The relaunch of Comdex to the Australian conference circuit yesterday has been "disappointing" for organisers, presenters and exhibitors.
An estimated 20-25 people are believed to have attended yesterday morning's opening sessions for the three-day event, held in conjunction with Networld+Interop, according to presenter and telecommunications analyst Paul Budde.
Only three delegates attended Budde's session, "IP-based networks key to services".
"Of course I was disappointed . . . I think there were 20-25 people at the whole conference," he said. "You expect an organisation of this sort of name to do better."
Budde said he would definitely have doubts about presenting at future Comdex events and suggested N+I and Comdex would be better combined with the Australian Telecommunications User Group conference.
Combined with networking conference Networld + Interop, Comdex creates a single trade show and two separate educational conferences. Launched in the US 20 years ago, Comdex Fall 99 is currently being held in Las Vegas.
Graham Porter, marketing director for Comdex exhibitor Inprise, was also disappointed with the turnout.
"We are disappointed with the numbers at Comdex, at least for the presentations." Porter speculated that one reason for the poor turnout was that Sydney IT executives may have been inundated with conferences. "It's a good opportunity to do it all together [N+I and Comdex]. . . but maybe Sydney has been "conferenced out," he said.
N+I and Comdex organiser Ziff Davis Events was also disappointed with today's attendee numbers, according to Rob Irving, director of marketing for the organisation.
However, Irving was quick to point out that Ziff Davis outsourced the conference program and organisation to the Internet Institute.
"We had enough to concentrate on . . . We didn't design the program, we were busy marketing N+I and Comdex as a [trade] show," he said.
Despite a poor showing at yesterday morning's live sessions, Irving said the keynote speeches broadcast from Comdex 99 in Las Vegas via satellite have been drawing crowds of up to 600 people.

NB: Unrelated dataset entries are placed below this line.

use crate::geom::{Point3, Ray3, Tolerance, Transform, Triangle3, Vec3, ray_triangle_intersection};

fn xy_triangle() -> Triangle3 {
    Triangle3::new(
        Point3::new(0.0, 0.0, 0.0),
        Point3::new(1.0, 0.0, 0.0),
        Point3::new(0.0, 1.0, 0.0),
    )
}

#[test]
fn ray_hits_triangle_from_either_side() {
    let tol = Tolerance::DEFAULT;
    let tri = xy_triangle();

    let down = ray_triangle_intersection(Point3::new(0.25, 0.25, 2.0), Vec3::new(0.0, 0.0, -1.0), tri, tol)
        .expect("front hit");
    assert!((down.t - 2.0).abs() < 1e-12);
    assert!((down.u - 0.25).abs() < 1e-12);
    assert!((down.v - 0.25).abs() < 1e-12);

    let up = ray_triangle_intersection(Point3::new(0.25, 0.25, -1.0), Vec3::Z, tri, tol).expect("back hit");
    assert!((up.t - 1.0).abs() < 1e-12);
}

#[test]
fn ray_misses_outside_behind_and_parallel() {
    let tol = Tolerance::DEFAULT;
    let tri = xy_triangle();

    assert!(ray_triangle_intersection(Point3::new(0.9, 0.9, 1.0), Vec3::new(0.0, 0.0, -1.0), tri, tol).is_none());
    assert!(ray_triangle_intersection(Point3::new(0.25, 0.25, 1.0), Vec3::Z, tri, tol).is_none());
    assert!(ray_triangle_intersection(Point3::new(-1.0, 0.25, 0.0), Vec3::X, tri, tol).is_none());
}

#[test]
fn triangle_normal_follows_winding() {
    let tri = xy_triangle();
    assert_eq!(tri.unit_normal(), Some(Vec3::Z));
    assert!((tri.area() - 0.5).abs() < 1e-12);

    let flipped = Triangle3::new(tri.a, tri.c, tri.b);
    assert_eq!(flipped.unit_normal(), Some(Vec3::new(0.0, 0.0, -1.0)));

    let collapsed = Triangle3::new(tri.a, tri.a, tri.b);
    assert!(collapsed.unit_normal().is_none());
}

#[test]
fn transformed_ray_keeps_world_parameter() {
    let tol = Tolerance::DEFAULT;
    let world = Transform::translate(Vec3::new(5.0, 0.0, 0.0)) * Transform::uniform_scale(2.0);
    let inv = world.inverse().expect("invertible");

    let ray = Ray3::new(Point3::new(5.5, 0.5, 4.0), Vec3::new(0.0, 0.0, -1.0)).expect("ray");
    let local = ray.transformed(inv);
    let hit = ray_triangle_intersection(local.origin, local.direction, xy_triangle(), tol).expect("hit");

    assert!((hit.t - 4.0).abs() < 1e-12);
    assert!(tol.approx_eq_point3(ray.at(hit.t), Point3::new(5.5, 0.5, 0.0)));
}

#[test]
fn zero_direction_is_not_a_ray() {
    assert!(Ray3::new(Point3::ORIGIN, Vec3::ZERO).is_none());
}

Irving said exhibitor numbers had risen from 130 last year at N+I to a combined number of 152 this year. He was unable to give a breakdown of exhibitors between the two conferences and would not release registration numbers.
He did suggest some issues, including the conference presentations and marketing would have to be re-examined with future events.
So will Comdex be back in Sydney next year? "Oh yes, absolutely. When Comdex started in the US 20 years ago it had 4000 customers -- we've certainly had more than 4000 [including N+I attendees] for our first effort," Irving said.
Officials from the Internet Institute did not respond to calls before deadline. Meanwhile, two of networking's big guns, Cisco and Cabletron, were noticeably absent for the N+I show floor.
"You have to look at the return-on-dollar investment. Money is far better invested in customers direct," Cabletron managing director Ian Fewtrell said. "Events have had their day."